→ **RECORDED INFORMATION**
//! Shared state for the dev backend routes.

use crate::error::AppError;
use crate::store::MemoryStore;
use std::sync::{Arc, RwLock, RwLockReadGuard, RwLockWriteGuard};

#[derive(Clone, Default)]
pub struct AppState {
    pub store: Arc<RwLock<MemoryStore>>,
}

impl AppState {
    pub fn new(store: MemoryStore) -> Self {
        Self {
            store: Arc::new(RwLock::new(store)),
        }
    }

    pub fn read_store(&self) -> Result<RwLockReadGuard<'_, MemoryStore>, AppError> {
        self.store
            .read()
            .map_err(|_| AppError::Internal("store lock poisoned".into()))
    }

    pub fn write_store(&self) -> Result<RwLockWriteGuard<'_, MemoryStore>, AppError> {
        self.store
            .write()
            .map_err(|_| AppError::Internal("store lock poisoned".into()))
    }
}
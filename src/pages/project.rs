//! Project page: tech stack list, project collection and dependency rows.
//!
//! The tech stack has no per-entry endpoint: add and delete build the next
//! list, PUT it whole, then refetch.

use super::{apply_fetch, find_by_id, require_non_blank, row_at, settle, split_list, Loadable, Notice};
use crate::client::ProjectApi;
use crate::error::{ActionError, ActionResult};
use crate::models::{Dependency, Project, ProjectDraft, RecordId};

#[derive(Clone, Copy, Debug, PartialEq, Eq)]
pub enum ProjectField {
    Title,
    Url,
    Description,
}

#[derive(Clone, Copy, Debug, PartialEq, Eq)]
pub enum DependencyField {
    Team,
    TechTeam,
}

#[derive(Clone, Debug, PartialEq, Eq)]
pub enum ProjectEvent {
    EditDraftTech(String),
    AddTech,
    DeleteTech(usize),
    SaveTechStack,

    EditDraftProject(ProjectField, String),
    AddProject,
    EditProject {
        id: RecordId,
        field: ProjectField,
        value: String,
    },
    SaveProject(RecordId),
    DeleteProject(RecordId),

    /// `value` is the comma separated list as typed.
    EditDependency {
        index: usize,
        field: DependencyField,
        value: String,
    },
    SaveDependencies,

    Reload,
}

pub struct ProjectPage<S> {
    api: S,
    tech_stack: Loadable<Vec<String>>,
    new_tech: String,
    projects: Loadable<Vec<Project>>,
    new_project: ProjectDraft,
    dependencies: Loadable<Vec<Dependency>>,
    notice: Option<Notice>,
}

fn set_project_field(title: &mut String, url: &mut String, description: &mut String, field: ProjectField, value: String) {
    match field {
        ProjectField::Title => *title = value,
        ProjectField::Url => *url = value,
        ProjectField::Description => *description = value,
    }
}

impl<S: ProjectApi> ProjectPage<S> {
    pub fn new(api: S) -> Self {
        Self {
            api,
            tech_stack: Loadable::Loading,
            new_tech: String::new(),
            projects: Loadable::Loading,
            new_project: ProjectDraft::default(),
            dependencies: Loadable::Loading,
            notice: None,
        }
    }

    pub fn tech_stack(&self) -> &Loadable<Vec<String>> {
        &self.tech_stack
    }

    pub fn new_tech(&self) -> &str {
        &self.new_tech
    }

    pub fn projects(&self) -> &Loadable<Vec<Project>> {
        &self.projects
    }

    pub fn new_project(&self) -> &ProjectDraft {
        &self.new_project
    }

    pub fn dependencies(&self) -> &Loadable<Vec<Dependency>> {
        &self.dependencies
    }

    pub fn notice(&self) -> Option<&Notice> {
        self.notice.as_ref()
    }

    pub fn api(&self) -> &S {
        &self.api
    }

    pub async fn init(&mut self) -> ActionResult {
        let (tech_stack, projects, dependencies) = tokio::join!(
            self.api.get_tech_stack(),
            self.api.get_projects(),
            self.api.get_dependencies()
        );
        let results = [
            settle(
                &mut self.notice,
                "load tech stack",
                apply_fetch(&mut self.tech_stack, tech_stack),
                None,
            ),
            settle(
                &mut self.notice,
                "load projects",
                apply_fetch(&mut self.projects, projects),
                None,
            ),
            settle(
                &mut self.notice,
                "load dependencies",
                apply_fetch(&mut self.dependencies, dependencies),
                None,
            ),
        ];
        let outcome: ActionResult = results.into_iter().collect();
        if outcome.is_ok() {
            self.notice = None;
        }
        outcome
    }

    pub async fn refresh_tech_stack(&mut self) -> ActionResult {
        let fetched = self.api.get_tech_stack().await;
        apply_fetch(&mut self.tech_stack, fetched)
    }

    pub async fn refresh_projects(&mut self) -> ActionResult {
        let fetched = self.api.get_projects().await;
        apply_fetch(&mut self.projects, fetched)
    }

    /// PUT `next` as the whole tech stack, then refetch it.
    async fn replace_tech_stack(&mut self, next: Vec<String>) -> ActionResult {
        self.api.update_tech_stack(&next).await?;
        self.refresh_tech_stack().await
    }

    /// Add the trimmed draft entry. Blank input never reaches the backend.
    pub async fn add_tech(&mut self) -> ActionResult {
        let result = match self.next_stack_with_draft() {
            Ok(next) => {
                let sent = self.replace_tech_stack(next).await;
                if sent.is_ok() {
                    self.new_tech.clear();
                }
                sent
            }
            Err(e) => Err(e),
        };
        settle(&mut self.notice, "add tech", result, Some("Tech stack updated successfully".into()))
    }

    fn next_stack_with_draft(&self) -> Result<Vec<String>, ActionError> {
        let entry = require_non_blank("tech", &self.new_tech)?;
        let mut next = self.tech_stack.require("tech stack")?.clone();
        next.push(entry.to_string());
        Ok(next)
    }

    /// Remove the entry at `index`; later entries shift down by one.
    pub async fn delete_tech(&mut self, index: usize) -> ActionResult {
        let next = self.tech_stack.require("tech stack").and_then(|current| {
            if index >= current.len() {
                return Err(ActionError::no_row("tech", index));
            }
            let mut next = current.clone();
            next.remove(index);
            Ok(next)
        });
        let result = match next {
            Ok(next) => self.replace_tech_stack(next).await,
            Err(e) => Err(e),
        };
        settle(&mut self.notice, "delete tech", result, Some("Tech stack updated successfully".into()))
    }

    pub async fn save_tech_stack(&mut self) -> ActionResult {
        let result = match self.tech_stack.require("tech stack") {
            Ok(current) => {
                let current = current.clone();
                self.replace_tech_stack(current).await
            }
            Err(e) => Err(e),
        };
        settle(&mut self.notice, "update tech stack", result, Some("Tech stack updated successfully".into()))
    }

    pub async fn add_project(&mut self) -> ActionResult {
        let sent = self.api.add_project(&self.new_project).await;
        let result = match sent {
            Ok(_) => {
                self.new_project = ProjectDraft::default();
                self.refresh_projects().await
            }
            Err(e) => Err(e.into()),
        };
        settle(&mut self.notice, "add project", result, Some("Project added".into()))
    }

    pub async fn update_project(&mut self, id: RecordId) -> ActionResult {
        let snapshot = self
            .projects
            .require_mut("projects")
            .and_then(|rows| find_by_id(rows, id, "project").map(|p| p.clone()));
        let result: ActionResult = match snapshot {
            Ok(project) => self
                .api
                .update_project(id, &project)
                .await
                .map(|_| ())
                .map_err(Into::into),
            Err(e) => Err(e),
        };
        settle(&mut self.notice, "update project", result, Some("Project updated successfully".into()))
    }

    pub async fn delete_project(&mut self, id: RecordId) -> ActionResult {
        let sent = self.api.delete_project(id).await;
        let result = match sent {
            Ok(()) => self.refresh_projects().await,
            Err(e) => Err(e.into()),
        };
        settle(&mut self.notice, "delete project", result, Some("Project deleted".into()))
    }

    /// Push every dependency row as one document.
    pub async fn update_dependencies(&mut self) -> ActionResult {
        let result: ActionResult = match self.dependencies.require("dependencies") {
            Ok(rows) => self
                .api
                .update_dependencies(rows)
                .await
                .map(|_| ())
                .map_err(Into::into),
            Err(e) => Err(e),
        };
        settle(
            &mut self.notice,
            "update dependencies",
            result,
            Some("Dependencies updated successfully".into()),
        )
    }

    pub async fn dispatch(&mut self, event: ProjectEvent) -> ActionResult {
        match event {
            ProjectEvent::EditDraftTech(v) => {
                self.new_tech = v;
                Ok(())
            }
            ProjectEvent::AddTech => self.add_tech().await,
            ProjectEvent::DeleteTech(index) => self.delete_tech(index).await,
            ProjectEvent::SaveTechStack => self.save_tech_stack().await,

            ProjectEvent::EditDraftProject(field, v) => {
                let d = &mut self.new_project;
                set_project_field(&mut d.title, &mut d.url, &mut d.description, field, v);
                Ok(())
            }
            ProjectEvent::AddProject => self.add_project().await,
            ProjectEvent::EditProject { id, field, value } => {
                let result = self.projects.require_mut("projects").and_then(|rows| {
                    let p = find_by_id(rows, id, "project")?;
                    set_project_field(&mut p.title, &mut p.url, &mut p.description, field, value);
                    Ok(())
                });
                settle(&mut self.notice, "edit project", result, None)
            }
            ProjectEvent::SaveProject(id) => self.update_project(id).await,
            ProjectEvent::DeleteProject(id) => self.delete_project(id).await,

            ProjectEvent::EditDependency { index, field, value } => {
                let result = self.dependencies.require_mut("dependencies").and_then(|rows| {
                    let row = row_at(rows, index, "dependency")?;
                    let list = split_list(&value);
                    match field {
                        DependencyField::Team => row.team_dependency = list,
                        DependencyField::TechTeam => row.tech_team_dependency = list,
                    }
                    Ok(())
                });
                settle(&mut self.notice, "edit dependency", result, None)
            }
            ProjectEvent::SaveDependencies => self.update_dependencies().await,

            ProjectEvent::Reload => self.init().await,
        }
    }
}
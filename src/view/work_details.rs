use super::{table_or_loading, Form, PageView, Render, Section};
use crate::client::WorkDetailsApi;
use crate::pages::WorkDetailsPage;

pub const DETAILS: &str = "Work Details";
pub const NEW_LOCATION: &str = "Add Location";
pub const LOCATIONS: &str = "Work Locations";

impl<S: WorkDetailsApi> Render for WorkDetailsPage<S> {
    fn render(&self) -> PageView {
        let view = PageView::new("Work Details", self.notice());
        let Some(details) = self.work_details().get() else {
            return view
                .push(Section::Loading(DETAILS.into()))
                .push(Section::Loading(LOCATIONS.into()));
        };
        let draft = self.new_location();
        view.push(Section::Form(Form::new(
            DETAILS,
            [
                ("Unity", details.unity.as_str()),
                ("Email", details.email.as_str()),
                ("Escalate", details.escalate.as_str()),
            ],
        )))
        .push(Section::Form(Form::new(
            NEW_LOCATION,
            [("Place", draft.place.as_str()), ("Time", draft.time.as_str())],
        )))
        .push(table_or_loading(
            LOCATIONS,
            &["#", "Place", "Time"],
            Some(&details.work_location),
            |i, l| vec![i.to_string(), l.place.clone(), l.time.clone()],
        ))
    }
}
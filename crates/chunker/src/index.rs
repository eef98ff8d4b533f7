//! Content-defined chunk index over a "previous" file.
//!
//! The index answers "where in PREVIOUS does this window of NEXT occur?" in
//! expected constant time. PREVIOUS is fingerprinted in non-overlapping
//! windows of the chunk size; each fingerprint maps to the list of offsets it
//! was seen at. Offset lists live on disk under the index folder, sharded by
//! the first two hex digits of the fingerprint, which keeps resident memory
//! independent of file size. A filter built from NEXT's fingerprints prunes
//! entries that can never match before they are written.
//!
//! Lookups are verified: a fingerprint hit only becomes a match once the
//! candidate window in PREVIOUS byte-equals the probe.

use std::collections::HashSet;
use std::fs::{self, File, OpenOptions};
use std::io::{Read, Seek, SeekFrom, Write};
use std::path::{Path, PathBuf};

use checksums::fnv1a_64;

use crate::ChunkError;

/// Fingerprint index over non-overlapping windows of a previous file.
pub struct ChunkIndex {
    previous: PathBuf,
    chunk_size: usize,
    folder: PathBuf,
    filter: Option<HashSet<u64>>,
    generated: bool,
}

impl ChunkIndex {
    /// Creates an index for `previous` using windows of `chunk_size` bytes,
    /// storing its shards under `folder`.
    ///
    /// # Errors
    ///
    /// Returns [`ChunkError::InvalidChunkSize`] for a zero chunk size.
    pub fn new(previous: &Path, chunk_size: u64, folder: &Path) -> Result<Self, ChunkError> {
        if chunk_size == 0 {
            return Err(ChunkError::InvalidChunkSize);
        }
        let chunk_size =
            usize::try_from(chunk_size).map_err(|_| ChunkError::InvalidChunkSize)?;
        Ok(Self {
            previous: previous.to_path_buf(),
            chunk_size,
            folder: folder.to_path_buf(),
            filter: None,
            generated: false,
        })
    }

    /// Scans `next` and records which fingerprints can occur in lookups.
    ///
    /// Only fingerprints present in NEXT are retained during
    /// [`generate`](Self::generate), bounding the index size by the data that
    /// will actually be probed.
    ///
    /// # Errors
    ///
    /// Propagates read failures on `next`.
    pub fn generate_checksum_filter(&mut self, next: &Path) -> Result<(), ChunkError> {
        let mut filter = HashSet::new();
        for_each_window(next, self.chunk_size, |_, window| {
            filter.insert(fnv1a_64(window));
            Ok(())
        })?;
        tracing::debug!(fingerprints = filter.len(), "built chunk filter");
        self.filter = Some(filter);
        Ok(())
    }

    /// Builds the on-disk index over the previous file.
    ///
    /// The index owns its folder exclusively while it exists: any stale
    /// content is removed before shards are written. Removing the folder
    /// after patching is the caller's responsibility.
    ///
    /// # Errors
    ///
    /// Propagates I/O failures while reading the previous file or writing
    /// shards.
    pub fn generate(&mut self) -> Result<(), ChunkError> {
        if self.folder.exists() {
            fs::remove_dir_all(&self.folder)?;
        }
        fs::create_dir_all(&self.folder)?;

        let filter = self.filter.as_ref();
        let folder = self.folder.clone();
        let mut indexed = 0u64;
        for_each_window(&self.previous, self.chunk_size, |offset, window| {
            let fingerprint = fnv1a_64(window);
            if let Some(filter) = filter {
                if !filter.contains(&fingerprint) {
                    return Ok(());
                }
            }
            append_offset(&folder, fingerprint, offset)?;
            indexed += 1;
            Ok(())
        })?;
        tracing::debug!(indexed, previous = %self.previous.display(), "chunk index built");
        self.generated = true;
        Ok(())
    }

    /// Reports whether [`generate`](Self::generate) has completed.
    #[must_use]
    pub fn is_generated(&self) -> bool {
        self.generated
    }

    /// Looks up `window` and returns the first previous offset whose bytes
    /// equal it.
    ///
    /// # Errors
    ///
    /// Propagates I/O failures while reading shards or verifying candidates.
    pub fn find_matching_chunk(&self, window: &[u8]) -> Result<Option<u64>, ChunkError> {
        if window.is_empty() {
            return Ok(None);
        }
        let shard = shard_path(&self.folder, fnv1a_64(window));
        let offsets = match fs::read(&shard) {
            Ok(bytes) => decode_offsets(&bytes)?,
            Err(error) if error.kind() == std::io::ErrorKind::NotFound => return Ok(None),
            Err(error) => return Err(error.into()),
        };

        let mut previous = File::open(&self.previous)?;
        let mut candidate = vec![0u8; window.len()];
        for offset in offsets {
            previous.seek(SeekFrom::Start(offset))?;
            match previous.read_exact(&mut candidate) {
                Ok(()) => {
                    if candidate == window {
                        return Ok(Some(offset));
                    }
                }
                // A short window hashed from the previous tail cannot satisfy
                // a full-size probe; skip it.
                Err(error) if error.kind() == std::io::ErrorKind::UnexpectedEof => {}
                Err(error) => return Err(error.into()),
            }
        }
        Ok(None)
    }
}

/// Counts consecutive equal windows forward from `(next_offset, prev_offset)`.
///
/// Windows are compared `chunk_size` bytes at a time; the run stops at the
/// first difference or when either file runs out of a comparable window.
///
/// # Errors
///
/// Propagates read failures on either file.
pub fn count_matching_chunks(
    next: &Path,
    next_offset: u64,
    prev: &Path,
    prev_offset: u64,
    chunk_size: u64,
) -> Result<u64, ChunkError> {
    if chunk_size == 0 {
        return Err(ChunkError::InvalidChunkSize);
    }
    let mut next_file = File::open(next)?;
    let mut prev_file = File::open(prev)?;
    let next_len = next_file.metadata()?.len();
    let prev_len = prev_file.metadata()?.len();

    let chunk = usize::try_from(chunk_size).map_err(|_| ChunkError::InvalidChunkSize)?;
    let mut next_buf = vec![0u8; chunk];
    let mut prev_buf = vec![0u8; chunk];
    let mut runs = 0u64;
    let mut next_at = next_offset;
    let mut prev_at = prev_offset;

    loop {
        let next_take = window_len(next_len, next_at, chunk);
        let prev_take = window_len(prev_len, prev_at, chunk);
        if next_take == 0 || next_take != prev_take {
            return Ok(runs);
        }
        next_file.seek(SeekFrom::Start(next_at))?;
        next_file.read_exact(&mut next_buf[..next_take])?;
        prev_file.seek(SeekFrom::Start(prev_at))?;
        prev_file.read_exact(&mut prev_buf[..prev_take])?;
        if next_buf[..next_take] != prev_buf[..prev_take] {
            return Ok(runs);
        }
        runs += 1;
        next_at += next_take as u64;
        prev_at += prev_take as u64;
    }
}

fn window_len(file_len: u64, offset: u64, chunk: usize) -> usize {
    if offset >= file_len {
        return 0;
    }
    usize::try_from((file_len - offset).min(chunk as u64)).unwrap_or(0)
}

fn for_each_window(
    path: &Path,
    chunk_size: usize,
    mut visit: impl FnMut(u64, &[u8]) -> Result<(), ChunkError>,
) -> Result<(), ChunkError> {
    let mut file = File::open(path)?;
    let mut buffer = vec![0u8; chunk_size];
    let mut offset = 0u64;
    loop {
        let read = read_up_to(&mut file, &mut buffer)?;
        if read == 0 {
            return Ok(());
        }
        visit(offset, &buffer[..read])?;
        offset += read as u64;
    }
}

fn read_up_to(file: &mut File, buffer: &mut [u8]) -> Result<usize, ChunkError> {
    let mut filled = 0;
    while filled < buffer.len() {
        let read = file.read(&mut buffer[filled..])?;
        if read == 0 {
            break;
        }
        filled += read;
    }
    Ok(filled)
}

fn shard_path(folder: &Path, fingerprint: u64) -> PathBuf {
    let name = format!("{fingerprint:016x}");
    folder.join(&name[..2]).join(name)
}

fn append_offset(folder: &Path, fingerprint: u64, offset: u64) -> Result<(), ChunkError> {
    let shard = shard_path(folder, fingerprint);
    if let Some(parent) = shard.parent() {
        fs::create_dir_all(parent)?;
    }
    let mut file = OpenOptions::new().create(true).append(true).open(shard)?;
    file.write_all(&offset.to_le_bytes())?;
    Ok(())
}

fn decode_offsets(bytes: &[u8]) -> Result<Vec<u64>, ChunkError> {
    if bytes.len() % 8 != 0 {
        return Err(ChunkError::FailedToRetrieveChunkData);
    }
    Ok(bytes
        .chunks_exact(8)
        .map(|raw| u64::from_le_bytes(raw.try_into().expect("chunks_exact yields 8 bytes")))
        .collect())
}

#[cfg(test)]
mod tests {
    use super::*;

    struct Fixture {
        _dir: tempfile::TempDir,
        previous: PathBuf,
        next: PathBuf,
        index_dir: PathBuf,
    }

    fn fixture(previous: &[u8], next: &[u8]) -> Fixture {
        let dir = tempfile::tempdir().expect("tempdir");
        let prev_path = dir.path().join("previous.bin");
        let next_path = dir.path().join("next.bin");
        std::fs::write(&prev_path, previous).expect("write previous");
        std::fs::write(&next_path, next).expect("write next");
        let index_dir = dir.path().join("index");
        Fixture {
            previous: prev_path,
            next: next_path,
            index_dir,
            _dir: dir,
        }
    }

    fn built_index(fixture: &Fixture, chunk_size: u64) -> ChunkIndex {
        let mut index =
            ChunkIndex::new(&fixture.previous, chunk_size, &fixture.index_dir).expect("new");
        index
            .generate_checksum_filter(&fixture.next)
            .expect("filter");
        index.generate().expect("generate");
        index
    }

    #[test]
    fn matching_window_is_found_at_its_offset() {
        let previous: Vec<u8> = (0u16..512).map(|v| (v % 251) as u8).collect();
        let fixture = fixture(&previous, &previous);
        let index = built_index(&fixture, 64);

        for offset in (0..512).step_by(64) {
            let window = &previous[offset..offset + 64];
            assert_eq!(
                index.find_matching_chunk(window).expect("lookup"),
                Some(offset as u64)
            );
        }
    }

    #[test]
    fn shifted_content_is_still_located() {
        let previous: Vec<u8> = (0u16..512).map(|v| (v % 241) as u8).collect();
        // Insert 64 bytes of new data in front, shifting everything.
        let mut next = vec![0xAAu8; 64];
        next.extend_from_slice(&previous);
        let fixture = fixture(&previous, &next);
        let index = built_index(&fixture, 64);

        let probe = &next[64..128];
        assert_eq!(index.find_matching_chunk(probe).expect("lookup"), Some(0));
    }

    #[test]
    fn absent_window_misses() {
        let fixture = fixture(&[1u8; 256], &[2u8; 256]);
        let index = built_index(&fixture, 64);
        assert_eq!(index.find_matching_chunk(&[2u8; 64]).expect("lookup"), None);
    }

    #[test]
    fn filter_prunes_unprobed_fingerprints() {
        let previous = [vec![1u8; 64], vec![2u8; 64]].concat();
        let next = vec![2u8; 64];
        let fixture = fixture(&previous, &next);
        let index = built_index(&fixture, 64);

        // The filtered-out window no longer resolves even though it exists in
        // the previous file.
        assert_eq!(index.find_matching_chunk(&[1u8; 64]).expect("lookup"), None);
        assert_eq!(
            index.find_matching_chunk(&[2u8; 64]).expect("lookup"),
            Some(64)
        );
    }

    #[test]
    fn run_extension_counts_consecutive_equal_windows() {
        let shared: Vec<u8> = (0u16..320).map(|v| (v % 199) as u8).collect();
        let mut next = shared.clone();
        next[300] ^= 0xFF;
        let fixture = fixture(&shared, &next);

        let matched = count_matching_chunks(&fixture.next, 0, &fixture.previous, 0, 64)
            .expect("count");
        // Windows 0..4 are identical, the fifth differs.
        assert_eq!(matched, 4);
    }

    #[test]
    fn regenerating_clears_stale_shards() {
        let fixture = fixture(&[7u8; 128], &[7u8; 128]);
        let mut index = built_index(&fixture, 64);
        index.generate().expect("regenerate");
        assert_eq!(
            index.find_matching_chunk(&[7u8; 64]).expect("lookup"),
            Some(0)
        );
    }
}
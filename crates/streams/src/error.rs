//! Error values shared by the stream implementations.

use std::io;
use std::path::PathBuf;

use thiserror::Error;

/// Errors produced by file-backed data streams.
#[derive(Debug, Error)]
pub enum StreamError {
    /// Opening the backing file failed.
    #[error("failed to open file stream for {path}")]
    FailedToOpen {
        /// Path that could not be opened.
        path: PathBuf,
        /// Underlying I/O error.
        #[source]
        source: io::Error,
    },
    /// Reading from the stream failed.
    #[error("failed to read from stream")]
    FailedToRead(#[source] io::Error),
    /// Writing to the stream failed.
    #[error("failed to save to stream")]
    FailedToSave(#[source] io::Error),
    /// The gzip encoder rejected data or failed to finalise.
    #[error("failed to compress data")]
    FailedToCompress(#[source] io::Error),
}
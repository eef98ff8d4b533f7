//! Patch creation and application.
//!
//! Patch creation walks the index-parallel subtraction arrays. For each
//! changed resource it builds a chunk index over the previous payload and
//! slides a fixed window over the next payload: windows found in the previous
//! file become payload-less copy records, windows that miss become bsdiff
//! delta records against the previous window at the moving source offset.
//! Application replays the records in `dataOffset` order against the previous
//! tree, rebuilding every changed or added file byte-exactly.

use std::collections::BTreeMap;
use std::fs;
use std::io::ErrorKind as IoErrorKind;
use std::path::{Path, PathBuf};

use chunker::{count_matching_chunks, ChunkIndex};
use repository::GetParams;
use streams::{DataReader, DataWriter, FileStreamIn, FileStreamOut};

use crate::error::{Error, ErrorKind, Result};
use crate::group::{ResourceGroup, Subtraction};
use crate::params::{PatchApplyParams, PatchCreateParams};
use crate::progress::{ProgressKind, StatusScope};
use crate::resource::{PatchRecord, ResourceInfo, ResourceKind};

fn make_patch(previous: &[u8], next: &[u8]) -> Result<Vec<u8>> {
    let mut delta = Vec::new();
    bsdiff::diff(previous, next, &mut delta)
        .map_err(|error| Error::with_info(ErrorKind::FailedToCreatePatch, error.to_string()))?;
    Ok(delta)
}

fn apply_patch(previous: &[u8], delta: &[u8]) -> Result<Vec<u8>> {
    let mut next = Vec::new();
    bsdiff::patch(previous, &mut &delta[..], &mut next)
        .map_err(|error| Error::with_info(ErrorKind::Fail, error.to_string()))?;
    Ok(next)
}

/// Streams `len` bytes at `offset` of `stream` through an MD5 digest.
fn checksum_of_window(stream: &mut FileStreamIn, offset: u64, len: u64) -> Result<String> {
    let mut hasher = checksums::Md5Stream::new();
    let mut remaining = len;
    let mut at = offset;
    while remaining > 0 {
        let take = remaining.min(64 * 1024) as usize;
        let window = stream.read_window(at, take)?;
        if window.is_empty() {
            break;
        }
        at += window.len() as u64;
        remaining -= window.len() as u64;
        hasher.push(&window)?;
    }
    Ok(hasher.finish_and_retrieve()?)
}

struct PatchBuilder<'a> {
    patch: &'a mut ResourceGroup,
    params: &'a PatchCreateParams<'a>,
    next_id: u32,
}

impl PatchBuilder<'_> {
    fn record_name(&self) -> PathBuf {
        PathBuf::from(format!(
            "{}.{}",
            self.params.patch_file_relative_path_prefix.display(),
            self.next_id
        ))
    }

    fn push_copy(
        &mut self,
        target: &ResourceInfo,
        data_offset: u64,
        source_offset: u64,
        match_length: u64,
        previous: &mut FileStreamIn,
    ) -> Result<()> {
        let mut record = ResourceInfo::new(self.record_name()).with_kind(ResourceKind::Patch(
            PatchRecord {
                target_relative_path: target.relative_path().to_path_buf(),
                data_offset,
                source_offset,
                match_length: Some(match_length),
            },
        ));
        record.checksum = checksum_of_window(previous, source_offset, match_length)?;
        record.uncompressed_size = match_length;
        record.assign_location();
        self.patch.add_resource(record);
        self.next_id += 1;
        Ok(())
    }

    fn push_delta(
        &mut self,
        target: &ResourceInfo,
        data_offset: u64,
        source_offset: u64,
        delta: &[u8],
    ) -> Result<()> {
        let mut record = ResourceInfo::new(self.record_name()).with_kind(ResourceKind::Patch(
            PatchRecord {
                target_relative_path: target.relative_path().to_path_buf(),
                data_offset,
                source_offset,
                match_length: None,
            },
        ));
        record.set_parameters_from_data(delta, self.params.calculate_compressions)?;
        repository::put_data(
            &self.params.payload_destination,
            record.relative_path(),
            record.location(),
            delta,
        )?;
        self.patch.add_resource(record);
        self.next_id += 1;
        Ok(())
    }
}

→ **WHAT IS REQUIRED**
Some lines of the data may hold the word "runs". Say how many do, with nothing else.

→ **OUTPUT FOR THIS EXERCISE**
5